Each line below with the string "format" should be copied.

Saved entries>

+--

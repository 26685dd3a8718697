//! Linux capability management for least-privilege execution.
//!
//! Drops every capability outside an allowlist from the bounding set, then
//! narrows the effective, permitted and inheritable sets to match.

use caps::{CapSet, Capability, CapsHashSet};
use ctdriver_common::error::{DriverError, Result};

/// Parses capability names such as `CAP_CHOWN`.
///
/// # Errors
///
/// Returns a configuration error naming the first unknown capability.
pub fn parse_capabilities(names: &[&str]) -> Result<Vec<Capability>> {
    names
        .iter()
        .map(|name| {
            name.parse::<Capability>().map_err(|e| DriverError::Config {
                message: format!("unknown capability {name}: {e}"),
            })
        })
        .collect()
}

/// The capabilities kept by non-privileged containers.
///
/// # Errors
///
/// Returns an error if the built-in list names an unknown capability.
pub fn default_capabilities() -> Result<Vec<Capability>> {
    parse_capabilities(ctdriver_common::constants::DEFAULT_CAPABILITIES)
}

/// Drops all Linux capabilities except those in the allowlist.
///
/// # Errors
///
/// Returns an error if capability manipulation syscalls fail.
pub fn drop_capabilities(keep: &[Capability]) -> Result<()> {
    let keep: CapsHashSet = keep.iter().copied().collect();
    tracing::info!(retained = keep.len(), "dropping capabilities");

    for cap in caps::all() {
        if keep.contains(&cap) {
            continue;
        }
        // Capabilities newer than the running kernel are absent already.
        if caps::has_cap(None, CapSet::Bounding, cap).unwrap_or(false) {
            caps::drop(None, CapSet::Bounding, cap).map_err(|e| DriverError::PermissionDenied {
                message: format!("dropping {cap} from bounding set: {e}"),
            })?;
        }
    }

    for set in [CapSet::Effective, CapSet::Permitted, CapSet::Inheritable] {
        let current = caps::read(None, set).map_err(|e| DriverError::PermissionDenied {
            message: format!("reading {set:?} capabilities: {e}"),
        })?;
        let narrowed: CapsHashSet = current.intersection(&keep).copied().collect();
        caps::set(None, set, &narrowed).map_err(|e| DriverError::PermissionDenied {
            message: format!("setting {set:?} capabilities: {e}"),
        })?;
    }

    tracing::debug!("capabilities dropped");
    Ok(())
}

+--

Answer below>
                message: format!("unknown capability {name}: {e}"),
                message: format!("dropping {cap} from bounding set: {e}"),
            message: format!("reading {set:?} capabilities: {e}"),
            message: format!("setting {set:?} capabilities: {e}"),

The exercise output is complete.